UNA TEORIA DELLA
GIUSTIZZIA ( John Rawls)
I
principi di giustizia sono ispirati a ideali di libertà ed uguaglianza
opportunamente combinati tra loro all’interno di una visione democratica della
società.
La
giustizia è la prima virtù delle istituzioni sociali, così come la verità lo è
dei sistemi di pensiero. Una teoria, per quanto semplice ed elegante deve
essere abbandonata o modificata se non è vera. Allo stesso modo, leggi e
istituzioni, non importa quanto efficienti e ben congegnate, devono essere riformate
o abolite, se sono ingiuste. Ogni persona possiede un’inviolabilità fondata
sulla giustizia, su cui neppure il benessere della società nel suo complesso
può prevalere.

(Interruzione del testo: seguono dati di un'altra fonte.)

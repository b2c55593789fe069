//! Entity statistics chart
//!
//! A plain SVG bar chart: one bar per label, height proportional to its
//! count, filled with the label colour.

use std::fmt::Write;

use entilens_core::LabelCount;

/// Shown instead of a chart when there is nothing to count
pub const NO_STATS_MESSAGE: &str = "No entities to display statistics for.";

/// Chart geometry
#[derive(Debug, Clone, Copy, PartialEq)]
pub struct ChartOptions {
    pub width: u32,
    pub height: u32,
    /// Maximum number of horizontal grid lines
    pub max_ticks: usize,
}

impl Default for ChartOptions {
    fn default() -> Self {
        Self {
            width: 700,
            height: 400,
            max_ticks: 5,
        }
    }
}

const MARGIN_LEFT: f64 = 56.0;
const MARGIN_RIGHT: f64 = 16.0;
const MARGIN_TOP: f64 = 24.0;
const MARGIN_BOTTOM: f64 = 96.0;

/// Integer tick step giving at most `max_ticks` intervals
fn tick_step(max: usize, max_ticks: usize) -> usize {
    max.div_ceil(max_ticks.max(1)).max(1)
}

/// Render `counts` as an SVG document
pub fn render_bar_chart(counts: &[LabelCount], options: &ChartOptions) -> String {
    let width = f64::from(options.width);
    let height = f64::from(options.height);

    let mut svg = String::new();
    let _ = write!(
        svg,
        "<svg xmlns=\"http://www.w3.org/2000/svg\" width=\"{w}\" height=\"{h}\" viewBox=\"0 0 {w} {h}\" role=\"img\" font-family=\"sans-serif\" font-size=\"12\">",
        w = options.width,
        h = options.height
    );

    let max = counts.iter().map(|c| c.count).max().unwrap_or(0);
    if max == 0 {
        let _ = write!(
            svg,
            "<text x=\"{:.1}\" y=\"{:.1}\" text-anchor=\"middle\" fill=\"#555\">{NO_STATS_MESSAGE}</text></svg>",
            width / 2.0,
            height / 2.0
        );
        return svg;
    }

    let plot_width = width - MARGIN_LEFT - MARGIN_RIGHT;
    let plot_height = height - MARGIN_TOP - MARGIN_BOTTOM;
    let baseline = MARGIN_TOP + plot_height;

    let step = tick_step(max, options.max_ticks);
    let y_max = max.div_ceil(step) * step;
    let scale = plot_height / y_max as f64;

    // Grid and y axis labels
    for tick in (0..=y_max).step_by(step) {
        let y = baseline - tick as f64 * scale;
        let _ = write!(
            svg,
            "<line x1=\"{MARGIN_LEFT:.1}\" y1=\"{y:.1}\" x2=\"{:.1}\" y2=\"{y:.1}\" stroke=\"#e0e0e0\"/><text x=\"{:.1}\" y=\"{:.1}\" text-anchor=\"end\">{tick}</text>",
            MARGIN_LEFT + plot_width,
            MARGIN_LEFT - 6.0,
            y + 4.0
        );
    }

    let slot = plot_width / counts.len() as f64;
    let bar_width = (slot * 0.7).min(80.0);

    for (index, count) in counts.iter().enumerate() {
        let bar_height = count.count as f64 * scale;
        let center = MARGIN_LEFT + slot * (index as f64 + 0.5);
        let x = center - bar_width / 2.0;
        let y = baseline - bar_height;
        let label = count.label.as_str();

        let _ = write!(
            svg,
            "<rect class=\"bar\" x=\"{x:.1}\" y=\"{y:.1}\" width=\"{bar_width:.1}\" height=\"{bar_height:.1}\" fill=\"{}\"><title>{label}: {}</title></rect>",
            count.label.solid_color(),
            count.count
        );
        let _ = write!(
            svg,
            "<text x=\"{center:.1}\" y=\"{:.1}\" text-anchor=\"middle\">{}</text>",
            y - 4.0,
            count.count
        );
        let _ = write!(
            svg,
            "<text x=\"{center:.1}\" y=\"{:.1}\" text-anchor=\"end\" transform=\"rotate(-40 {center:.1} {:.1})\">{label}</text>",
            baseline + 14.0,
            baseline + 14.0
        );
    }

    // Axes and titles
    let _ = write!(
        svg,
        "<line x1=\"{MARGIN_LEFT:.1}\" y1=\"{baseline:.1}\" x2=\"{:.1}\" y2=\"{baseline:.1}\" stroke=\"#333\"/><line x1=\"{MARGIN_LEFT:.1}\" y1=\"{MARGIN_TOP:.1}\" x2=\"{MARGIN_LEFT:.1}\" y2=\"{baseline:.1}\" stroke=\"#333\"/>",
        MARGIN_LEFT + plot_width
    );
    let _ = write!(
        svg,
        "<text x=\"{:.1}\" y=\"{:.1}\" text-anchor=\"middle\" font-weight=\"bold\">Entity Type</text><text x=\"14\" y=\"{:.1}\" text-anchor=\"middle\" font-weight=\"bold\" transform=\"rotate(-90 14 {:.1})\">Count</text>",
        MARGIN_LEFT + plot_width / 2.0,
        height - 8.0,
        MARGIN_TOP + plot_height / 2.0,
        MARGIN_TOP + plot_height / 2.0
    );

    svg.push_str("</svg>");
    svg
}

Per questa ragione la giustizia nega che la perdita della
libertà per qualcuno possa essere giustificata da maggior benefici goduti da
altri.
Non
si può permettere che i sacrifici imposti a pochi vengano controbilanciati da
una maggiore quantità di vantaggi goduti da molti. Di conseguenza, in una
società giusta sono date per scontate eguali libertà di cittadinanza; i diritti
garantiti dalla giustizia non possono essere oggetto né della contrattazione
politica, né del calcolo degli interesso sociali.
Un’ingiustizia
è tollerabile solo quando è necessaria per evitarne una ancora maggiore. Poiché
la verità e la giustizia sono le virtù principali delle attività umane, esse
non possono essere soggette a compromessi.
Diciamo
che una società è bene-ordinata quando non soltanto è tesa a promuovere il
benessere dei propri cittadini , ma è anche regolata in modo effettivo da una
concezione pubblica della giustizia. Ciò significa che si tratta di una società
in cui ognuno accetta e sa che gli altri
accettano i medesimi principi di giustizia, e le istituzioni fondamentali della
società soddisfano e generalmente riconoscono , tali principi.
In
mezzo a individui che hanno scopi e finalità diverse, una concezione condivisa
di giustizia stabilisce legami di convivenza civile.
Le
società esistenti sono raramente bene-ordinate perché ciò che è giusto o
ingiusto è generalmente in discussione. Gli esseri umani sono in disaccordo
rispetto a quali principi devono definire i termini fondamentali della loro
società. Nonostante questo disaccordo, è ancora possibile dire che ognuno di
essi possiede una concezione di giustizia. Ciò significa che essi sono pronti a
riconoscere e ad affermare la necessità di uno specifico insieme di principi
che assegnino diritti e doveri fondamentali, e determinano quella che essi
considerano la corretta distribuzione dei benefici e degli oneri della
cooperazione sociale.
Coloro
che sostengono differenti concezioni della giustizia possono ancora essere d’accordo sul fatto che le istituzioni sono
giuste quando non viene fatta alcuna distinzione arbitraria tra le persone
nell’assegnazione dei diritti e doveri fondamentali, e quando le norme determinano un appropriato equilibrio tra
pretese contrastanti riguardo ai vantaggi della vita sociale.
In
mancanza di un certo grado di accordo su ciò che è giusto o ingiusto, risulta
più difficile per gli individui coordinare efficacemente i propri piani in modo
da assicurarsi il mantenimento di accordi reciprocamente vantaggiosi.
Sfiducia
e risentimento corrodono i legami della convivenza civile; sospetto e ostilità
spingono gli uomini a agire in modi che altrimenti essi eviterebbero. Ecco
perché è importante stipulare un contratto e soprattutto trovare un’accordo su
cosa è giusto o ingiusto.
Molti
e diversi generi di cose sono considerati giusti o ingiusti; non soltanto
leggi, istituzioni e sistemi sociali, ma anche particolari azioni di diversi
tipi, tra cui decisioni, giudizi e imputazioni delle persone, e le persone
stesse. Ma l’oggetto principale della giustizia è la struttura di base della
società, o più esattamente il modo in cui le maggiore istituzioni sociali
distribuiscono i doveri e i diritti
fondamentali e determinano la suddivisione dei benefici della cooperazione
sociale. Per istituzioni maggiori si
intende la costituzione politica e i principali assetti economici e sociali.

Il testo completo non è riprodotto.